Records from a data collection:
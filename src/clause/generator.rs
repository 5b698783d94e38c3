//! Rendering of individual clauses into SQL fragments

use super::{ClauseKind, Fragment};
use crate::dialect::Dialect;
use crate::value::Value;
use crate::{Error, Result};

/// Typed arguments for one clause.
///
/// Table and column names are quoted by the dialect at render time.
/// `Where` conditions and `OrderBy` text are caller SQL and are emitted
/// verbatim.
#[derive(Debug, Clone, PartialEq)]
pub enum Clause {
    Insert { table: String, columns: Vec<String> },
    Values { rows: Vec<Vec<Value>> },
    Select { table: String, columns: Vec<String> },
    Count { table: String },
    Where { condition: String, params: Vec<Value> },
    OrderBy { order: String },
    Limit { count: u64 },
    Update { table: String, assignments: Vec<(String, Value)> },
    Delete { table: String },
}

impl Clause {
    pub fn kind(&self) -> ClauseKind {
        match self {
            Clause::Insert { .. } => ClauseKind::Insert,
            Clause::Values { .. } => ClauseKind::Values,
            Clause::Select { .. } => ClauseKind::Select,
            Clause::Count { .. } => ClauseKind::Count,
            Clause::Where { .. } => ClauseKind::Where,
            Clause::OrderBy { .. } => ClauseKind::OrderBy,
            Clause::Limit { .. } => ClauseKind::Limit,
            Clause::Update { .. } => ClauseKind::Update,
            Clause::Delete { .. } => ClauseKind::Delete,
        }
    }

    /// Render this clause for `dialect`
    pub fn render(self, dialect: Dialect) -> Result<Fragment> {
        let kind = self.kind();
        let fail = |reason: &str| Error::ClauseBuild(format!("{}: {}", kind, reason));

        match self {
            Clause::Insert { table, columns } => {
                let table = quote_table(dialect, &table).ok_or_else(|| fail("table name is empty"))?;
                let columns = quote_columns(dialect, &columns).ok_or_else(|| fail("no columns"))?;
                Ok(Fragment::new(format!("INSERT INTO {} ({})", table, columns), Vec::new()))
            }
            Clause::Values { rows } => {
                let width = rows.first().map(Vec::len).unwrap_or(0);
                if width == 0 {
                    return Err(fail("no rows to insert"));
                }
                if rows.iter().any(|row| row.len() != width) {
                    return Err(fail("rows have differing widths"));
                }
                let tuple = format!("({})", vec!["?"; width].join(", "));
                let tuples = vec![tuple.as_str(); rows.len()].join(", ");
                let params = rows.into_iter().flatten().collect();
                Ok(Fragment::new(format!("VALUES {}", tuples), params))
            }
            Clause::Select { table, columns } => {
                let table = quote_table(dialect, &table).ok_or_else(|| fail("table name is empty"))?;
                let columns = quote_columns(dialect, &columns).ok_or_else(|| fail("no columns"))?;
                Ok(Fragment::new(format!("SELECT {} FROM {}", columns, table), Vec::new()))
            }
            Clause::Count { table } => {
                let table = quote_table(dialect, &table).ok_or_else(|| fail("table name is empty"))?;
                Ok(Fragment::new(format!("SELECT COUNT(*) FROM {}", table), Vec::new()))
            }
            Clause::Where { condition, params } => {
                let condition = condition.trim();
                if condition.is_empty() {
                    return Err(fail("condition is empty"));
                }
                let placeholders = count_placeholders(condition);
                if placeholders != params.len() {
                    return Err(fail(&format!(
                        "{} placeholders but {} parameters",
                        placeholders,
                        params.len()
                    )));
                }
                Ok(Fragment::new(format!("WHERE {}", condition), params))
            }
            Clause::OrderBy { order } => {
                let order = order.trim();
                if order.is_empty() {
                    return Err(fail("ordering is empty"));
                }
                Ok(Fragment::new(format!("ORDER BY {}", order), Vec::new()))
            }
            Clause::Limit { count } => {
                let count = i64::try_from(count).map_err(|_| fail("limit out of range"))?;
                Ok(Fragment::new("LIMIT ?", vec![Value::Integer(count)]))
            }
            Clause::Update { table, assignments } => {
                let table = quote_table(dialect, &table).ok_or_else(|| fail("table name is empty"))?;
                if assignments.is_empty() {
                    return Err(fail("no assignments"));
                }
                let mut sets = Vec::with_capacity(assignments.len());
                let mut params = Vec::with_capacity(assignments.len());
                for (column, value) in assignments {
                    if column.is_empty() {
                        return Err(fail("column name is empty"));
                    }
                    sets.push(format!("{} = ?", dialect.quote_ident(&column)));
                    params.push(value);
                }
                Ok(Fragment::new(format!("UPDATE {} SET {}", table, sets.join(", ")), params))
            }
            Clause::Delete { table } => {
                let table = quote_table(dialect, &table).ok_or_else(|| fail("table name is empty"))?;
                Ok(Fragment::new(format!("DELETE FROM {}", table), Vec::new()))
            }
        }
    }
}

/// Count `?` placeholders outside quoted text and comments.
///
/// Skips `'..'`, `".."` and backtick spans (a doubled quote stays inside the
/// span), `-- ..` line comments and `/* .. */` block comments.
fn count_placeholders(sql: &str) -> usize {
    let mut count = 0;
    let mut chars = sql.chars().peekable();
    while let Some(c) = chars.next() {
        match c {
            '?' => count += 1,
            '\'' | '"' | '`' => {
                for inner in chars.by_ref() {
                    if inner == c {
                        break;
                    }
                }
            }
            '-' if chars.peek() == Some(&'-') => {
                for inner in chars.by_ref() {
                    if inner == '\n' {
                        break;
                    }
                }
            }
            '/' if chars.peek() == Some(&'*') => {
                chars.next();
                let mut prev = '\0';
                for inner in chars.by_ref() {
                    if prev == '*' && inner == '/' {
                        break;
                    }
                    prev = inner;
                }
            }
            _ => {}
        }
    }
    count
}

fn quote_table(dialect: Dialect, table: &str) -> Option<String> {
    (!table.is_empty()).then(|| dialect.quote_ident(table))
}

fn quote_columns(dialect: Dialect, columns: &[String]) -> Option<String> {
    if columns.is_empty() || columns.iter().any(String::is_empty) {
        return None;
    }
    let quoted: Vec<String> = columns.iter().map(|c| dialect.quote_ident(c)).collect();
    Some(quoted.join(", "))
}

▶ [WHAT YOU NEED TO DO] Write out all the data exactly.

▶ [RESULT OF THIS TASK]
filename src/clause/generator.rs
repository 5b698783d94e38c3
//! Rendering of individual clauses into SQL fragments

use super::{ClauseKind, Fragment};
use crate::dialect::Dialect;
use crate::value::Value;
use crate::{Error, Result};

/// Typed arguments for one clause.
///
/// Table and column names are quoted by the dialect at render time.
/// `Where` conditions and `OrderBy` text are caller SQL and are emitted
/// verbatim.
#[derive(Debug, Clone, PartialEq)]
pub enum Clause {
    Insert { table: String, columns: Vec<String> },
    Values { rows: Vec<Vec<Value>> },
    Select { table: String, columns: Vec<String> },
    Count { table: String },
    Where { condition: String, params: Vec<Value> },
    OrderBy { order: String },
    Limit { count: u64 },
    Update { table: String, assignments: Vec<(String, Value)> },
    Delete { table: String },
}

impl Clause {
    pub fn kind(&self) -> ClauseKind {
        match self {
            Clause::Insert { .. } => ClauseKind::Insert,
            Clause::Values { .. } => ClauseKind::Values,
            Clause::Select { .. } => ClauseKind::Select,
            Clause::Count { .. } => ClauseKind::Count,
            Clause::Where { .. } => ClauseKind::Where,
            Clause::OrderBy { .. } => ClauseKind::OrderBy,
            Clause::Limit { .. } => ClauseKind::Limit,
            Clause::Update { .. } => ClauseKind::Update,
            Clause::Delete { .. } => ClauseKind::Delete,
        }
    }

    /// Render this clause for `dialect`
    pub fn render(self, dialect: Dialect) -> Result<Fragment> {
        let kind = self.kind();
        let fail = |reason: &str| Error::ClauseBuild(format!("{}: {}", kind, reason));

        match self {
            Clause::Insert { table, columns } => {
                let table = quote_table(dialect, &table).ok_or_else(|| fail("table name is empty"))?;
                let columns = quote_columns(dialect, &columns).ok_or_else(|| fail("no columns"))?;
                Ok(Fragment::new(format!("INSERT INTO {} ({})", table, columns), Vec::new()))
            }
            Clause::Values { rows } => {
                let width = rows.first().map(Vec::len).unwrap_or(0);
                if width == 0 {
                    return Err(fail("no rows to insert"));
                }
                if rows.iter().any(|row| row.len() != width) {
                    return Err(fail("rows have differing widths"));
                }
                let tuple = format!("({})", vec!["?"; width].join(", "));
                let tuples = vec![tuple.as_str(); rows.len()].join(", ");
                let params = rows.into_iter().flatten().collect();
                Ok(Fragment::new(format!("VALUES {}", tuples), params))
            }
            Clause::Select { table, columns } => {
                let table = quote_table(dialect, &table).ok_or_else(|| fail("table name is empty"))?;
                let columns = quote_columns(dialect, &columns).ok_or_else(|| fail("no columns"))?;
                Ok(Fragment::new(format!("SELECT {} FROM {}", columns, table), Vec::new()))
            }
            Clause::Count { table } => {
                let table = quote_table(dialect, &table).ok_or_else(|| fail("table name is empty"))?;
                Ok(Fragment::new(format!("SELECT COUNT(*) FROM {}", table), Vec::new()))
            }
            Clause::Where { condition, params } => {
                let condition = condition.trim();
                if condition.is_empty() {
                    return Err(fail("condition is empty"));
                }
                let placeholders = count_placeholders(condition);
                if placeholders != params.len() {
                    return Err(fail(&format!(
                        "{} placeholders but {} parameters",
                        placeholders,
                        params.len()
                    )));
                }
                Ok(Fragment::new(format!("WHERE {}", condition), params))
            }
            Clause::OrderBy { order } => {
                let order = order.trim();
                if order.is_empty() {
                    return Err(fail("ordering is empty"));
                }
                Ok(Fragment::new(format!("ORDER BY {}", order), Vec::new()))
            }
            Clause::Limit { count } => {
                let count = i64::try_from(count).map_err(|_| fail("limit out of range"))?;
                Ok(Fragment::new("LIMIT ?", vec![Value::Integer(count)]))
            }
            Clause::Update { table, assignments } => {
                let table = quote_table(dialect, &table).ok_or_else(|| fail("table name is empty"))?;
                if assignments.is_empty() {
                    return Err(fail("no assignments"));
                }
                let mut sets = Vec::with_capacity(assignments.len());
                let mut params = Vec::with_capacity(assignments.len());
                for (column, value) in assignments {
                    if column.is_empty() {
                        return Err(fail("column name is empty"));
                    }
                    sets.push(format!("{} = ?", dialect.quote_ident(&column)));
                    params.push(value);
                }
                Ok(Fragment::new(format!("UPDATE {} SET {}", table, sets.join(", ")), params))
            }
            Clause::Delete { table } => {
                let table = quote_table(dialect, &table).ok_or_else(|| fail("table name is empty"))?;
                Ok(Fragment::new(format!("DELETE FROM {}", table), Vec::new()))
            }
        }
    }
}

/// Count `?` placeholders outside quoted text and comments.
///
/// Skips `'..'`, `".."` and backtick spans (a doubled quote stays inside the
/// span), `-- ..` line comments and `/* .. */` block comments.
fn count_placeholders(sql: &str) -> usize {
    let mut count = 0;
    let mut chars = sql.chars().peekable();
    while let Some(c) = chars.next() {
        match c {
            '?' => count += 1,
            '\'' | '"' | '`' => {
                for inner in chars.by_ref() {
                    if inner == c {
                        break;
                    }
                }
            }
            '-' if chars.peek() == Some(&'-') => {
                for inner in chars.by_ref() {
                    if inner == '\n' {
                        break;
                    }
                }
            }
            '/' if chars.peek() == Some(&'*') => {
                chars.next();
                let mut prev = '\0';
                for inner in chars.by_ref() {
                    if prev == '*' && inner == '/' {
                        break;
                    }
                    prev = inner;
                }
            }
            _ => {}
        }
    }
    count
}

fn quote_table(dialect: Dialect, table: &str) -> Option<String> {
    (!table.is_empty()).then(|| dialect.quote_ident(table))
}

fn quote_columns(dialect: Dialect, columns: &[String]) -> Option<String> {
    if columns.is_empty() || columns.iter().any(String::is_empty) {
        return None;
    }
    let quoted: Vec<String> = columns.iter().map(|c| dialect.quote_ident(c)).collect();
    Some(quoted.join(", "))
}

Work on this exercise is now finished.